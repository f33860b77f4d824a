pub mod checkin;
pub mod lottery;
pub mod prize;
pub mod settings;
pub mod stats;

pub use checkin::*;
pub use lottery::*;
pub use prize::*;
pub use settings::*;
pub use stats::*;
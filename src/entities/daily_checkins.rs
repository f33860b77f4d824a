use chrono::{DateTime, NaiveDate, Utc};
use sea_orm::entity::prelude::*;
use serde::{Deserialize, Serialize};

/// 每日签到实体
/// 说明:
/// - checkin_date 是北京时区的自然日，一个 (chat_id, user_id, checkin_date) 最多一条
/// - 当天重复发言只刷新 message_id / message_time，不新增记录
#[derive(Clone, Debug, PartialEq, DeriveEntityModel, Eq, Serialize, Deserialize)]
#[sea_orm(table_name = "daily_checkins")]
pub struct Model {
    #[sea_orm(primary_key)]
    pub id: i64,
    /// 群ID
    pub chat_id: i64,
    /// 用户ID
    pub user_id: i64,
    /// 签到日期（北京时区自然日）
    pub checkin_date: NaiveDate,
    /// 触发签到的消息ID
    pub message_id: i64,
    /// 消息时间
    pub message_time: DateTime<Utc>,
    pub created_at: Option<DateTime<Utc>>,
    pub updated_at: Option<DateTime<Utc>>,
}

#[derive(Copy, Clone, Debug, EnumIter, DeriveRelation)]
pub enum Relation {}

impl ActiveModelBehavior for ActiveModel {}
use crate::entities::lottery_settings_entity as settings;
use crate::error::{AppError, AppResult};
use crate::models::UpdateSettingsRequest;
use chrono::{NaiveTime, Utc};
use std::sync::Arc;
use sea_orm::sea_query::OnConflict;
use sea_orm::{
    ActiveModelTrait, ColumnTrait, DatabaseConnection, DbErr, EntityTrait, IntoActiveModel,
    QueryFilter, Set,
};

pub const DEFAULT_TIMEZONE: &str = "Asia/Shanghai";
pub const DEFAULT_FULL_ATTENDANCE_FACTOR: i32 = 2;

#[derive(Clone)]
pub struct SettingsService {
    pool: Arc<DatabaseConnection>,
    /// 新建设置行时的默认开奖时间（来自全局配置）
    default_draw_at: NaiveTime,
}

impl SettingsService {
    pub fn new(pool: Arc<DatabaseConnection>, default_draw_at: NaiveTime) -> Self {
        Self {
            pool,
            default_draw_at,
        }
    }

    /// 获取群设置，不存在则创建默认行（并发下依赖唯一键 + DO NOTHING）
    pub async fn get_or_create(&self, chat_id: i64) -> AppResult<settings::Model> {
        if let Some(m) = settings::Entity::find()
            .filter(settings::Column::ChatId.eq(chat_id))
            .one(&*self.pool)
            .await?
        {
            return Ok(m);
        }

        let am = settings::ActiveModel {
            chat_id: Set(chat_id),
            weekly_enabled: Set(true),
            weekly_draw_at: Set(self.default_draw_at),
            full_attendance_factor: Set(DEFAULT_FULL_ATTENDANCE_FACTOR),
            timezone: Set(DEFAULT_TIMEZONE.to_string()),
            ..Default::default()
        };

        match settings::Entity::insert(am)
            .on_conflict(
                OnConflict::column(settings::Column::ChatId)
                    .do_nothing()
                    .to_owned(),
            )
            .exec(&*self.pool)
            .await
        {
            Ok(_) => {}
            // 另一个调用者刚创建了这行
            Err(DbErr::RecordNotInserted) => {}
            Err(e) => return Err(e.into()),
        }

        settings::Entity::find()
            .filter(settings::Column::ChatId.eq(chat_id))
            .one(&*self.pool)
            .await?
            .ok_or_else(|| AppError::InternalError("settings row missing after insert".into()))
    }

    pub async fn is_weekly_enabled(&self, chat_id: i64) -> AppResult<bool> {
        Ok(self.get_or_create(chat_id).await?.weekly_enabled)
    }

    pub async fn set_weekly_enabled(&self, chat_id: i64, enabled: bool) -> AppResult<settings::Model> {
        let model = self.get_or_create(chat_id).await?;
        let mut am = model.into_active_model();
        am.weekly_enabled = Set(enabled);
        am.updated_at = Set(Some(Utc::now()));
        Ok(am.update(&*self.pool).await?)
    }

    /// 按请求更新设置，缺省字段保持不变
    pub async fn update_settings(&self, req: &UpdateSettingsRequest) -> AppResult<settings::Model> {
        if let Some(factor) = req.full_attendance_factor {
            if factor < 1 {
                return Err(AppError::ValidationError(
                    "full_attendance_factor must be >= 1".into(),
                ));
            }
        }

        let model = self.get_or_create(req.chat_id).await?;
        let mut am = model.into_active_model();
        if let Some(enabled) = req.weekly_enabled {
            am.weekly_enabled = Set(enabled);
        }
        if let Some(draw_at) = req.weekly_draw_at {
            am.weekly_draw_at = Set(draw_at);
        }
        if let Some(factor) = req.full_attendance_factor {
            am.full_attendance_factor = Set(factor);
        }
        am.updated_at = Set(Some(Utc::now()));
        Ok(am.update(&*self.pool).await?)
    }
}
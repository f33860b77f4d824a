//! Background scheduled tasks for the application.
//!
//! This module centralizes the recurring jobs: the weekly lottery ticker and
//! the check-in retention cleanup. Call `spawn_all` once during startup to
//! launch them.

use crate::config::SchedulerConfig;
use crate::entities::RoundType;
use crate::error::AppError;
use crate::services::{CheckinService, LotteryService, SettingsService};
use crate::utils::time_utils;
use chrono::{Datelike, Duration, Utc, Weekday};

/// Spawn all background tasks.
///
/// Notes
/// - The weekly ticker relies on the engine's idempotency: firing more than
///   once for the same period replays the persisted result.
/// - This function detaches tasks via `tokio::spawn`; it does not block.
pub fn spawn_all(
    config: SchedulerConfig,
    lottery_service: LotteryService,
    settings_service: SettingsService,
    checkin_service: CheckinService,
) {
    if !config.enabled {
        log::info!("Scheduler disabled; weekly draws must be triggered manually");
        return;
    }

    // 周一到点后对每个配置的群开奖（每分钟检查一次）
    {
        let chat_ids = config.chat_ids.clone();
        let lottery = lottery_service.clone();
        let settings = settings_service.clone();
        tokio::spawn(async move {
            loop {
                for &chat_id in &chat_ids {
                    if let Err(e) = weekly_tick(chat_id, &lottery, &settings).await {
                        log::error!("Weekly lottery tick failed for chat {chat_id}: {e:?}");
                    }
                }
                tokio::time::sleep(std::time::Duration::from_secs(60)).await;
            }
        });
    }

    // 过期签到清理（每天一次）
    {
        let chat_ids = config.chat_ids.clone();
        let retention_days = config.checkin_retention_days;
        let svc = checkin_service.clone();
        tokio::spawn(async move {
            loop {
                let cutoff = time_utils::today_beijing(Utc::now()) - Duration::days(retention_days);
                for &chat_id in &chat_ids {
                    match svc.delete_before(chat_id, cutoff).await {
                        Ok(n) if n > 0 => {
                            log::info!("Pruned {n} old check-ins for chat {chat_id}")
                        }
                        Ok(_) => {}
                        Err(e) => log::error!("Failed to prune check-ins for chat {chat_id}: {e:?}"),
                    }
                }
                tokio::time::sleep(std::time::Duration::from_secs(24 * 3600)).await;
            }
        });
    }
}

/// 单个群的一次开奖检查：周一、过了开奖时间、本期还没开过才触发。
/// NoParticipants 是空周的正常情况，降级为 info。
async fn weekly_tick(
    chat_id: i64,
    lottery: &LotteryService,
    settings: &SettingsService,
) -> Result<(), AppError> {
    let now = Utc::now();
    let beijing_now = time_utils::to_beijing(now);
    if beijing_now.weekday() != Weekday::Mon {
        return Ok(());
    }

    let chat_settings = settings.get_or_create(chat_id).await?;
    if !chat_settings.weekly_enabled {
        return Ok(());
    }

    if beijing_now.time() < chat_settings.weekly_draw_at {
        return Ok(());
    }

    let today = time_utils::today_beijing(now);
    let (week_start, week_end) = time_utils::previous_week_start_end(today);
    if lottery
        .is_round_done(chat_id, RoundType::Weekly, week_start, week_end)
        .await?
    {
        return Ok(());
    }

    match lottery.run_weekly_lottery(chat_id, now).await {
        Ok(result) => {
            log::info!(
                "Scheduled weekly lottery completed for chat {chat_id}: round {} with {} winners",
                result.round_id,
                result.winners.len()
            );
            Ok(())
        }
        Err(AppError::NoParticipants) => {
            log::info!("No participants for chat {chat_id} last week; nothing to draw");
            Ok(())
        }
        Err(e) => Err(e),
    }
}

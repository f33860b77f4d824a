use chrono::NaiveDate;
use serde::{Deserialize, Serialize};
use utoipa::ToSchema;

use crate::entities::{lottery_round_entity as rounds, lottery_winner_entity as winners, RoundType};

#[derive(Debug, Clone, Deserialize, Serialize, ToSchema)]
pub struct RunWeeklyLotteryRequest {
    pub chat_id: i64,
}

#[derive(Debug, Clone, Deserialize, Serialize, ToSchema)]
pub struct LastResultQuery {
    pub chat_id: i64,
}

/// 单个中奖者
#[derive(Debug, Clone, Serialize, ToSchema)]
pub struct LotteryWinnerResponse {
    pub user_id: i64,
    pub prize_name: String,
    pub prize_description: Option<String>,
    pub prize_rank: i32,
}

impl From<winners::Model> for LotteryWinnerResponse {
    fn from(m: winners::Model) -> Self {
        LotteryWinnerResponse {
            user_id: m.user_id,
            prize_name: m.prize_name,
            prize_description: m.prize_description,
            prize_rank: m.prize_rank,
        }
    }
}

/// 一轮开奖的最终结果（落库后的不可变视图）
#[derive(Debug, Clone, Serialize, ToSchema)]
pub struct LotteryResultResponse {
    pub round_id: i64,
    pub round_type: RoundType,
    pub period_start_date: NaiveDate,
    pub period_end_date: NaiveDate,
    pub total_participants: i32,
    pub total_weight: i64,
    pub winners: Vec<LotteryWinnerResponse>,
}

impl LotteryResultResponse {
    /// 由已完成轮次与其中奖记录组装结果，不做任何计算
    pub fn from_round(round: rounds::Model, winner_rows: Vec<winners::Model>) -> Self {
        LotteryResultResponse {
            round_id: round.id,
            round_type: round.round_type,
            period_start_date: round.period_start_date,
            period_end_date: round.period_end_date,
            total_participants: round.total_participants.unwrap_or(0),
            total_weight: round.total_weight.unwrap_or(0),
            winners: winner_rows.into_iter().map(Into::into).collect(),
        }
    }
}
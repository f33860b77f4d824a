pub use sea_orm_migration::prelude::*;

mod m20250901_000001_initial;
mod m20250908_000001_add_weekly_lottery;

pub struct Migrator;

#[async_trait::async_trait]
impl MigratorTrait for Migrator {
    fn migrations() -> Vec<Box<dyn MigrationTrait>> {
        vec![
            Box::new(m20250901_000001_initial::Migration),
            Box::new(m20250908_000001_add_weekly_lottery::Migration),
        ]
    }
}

#####

▶ **YOUR OBJECTIVE**
Across the entries, how many lines include the string "SchedulerConfig"? The answer should be only a number.

▶ **ANSWER TO THE PROBLEM**
2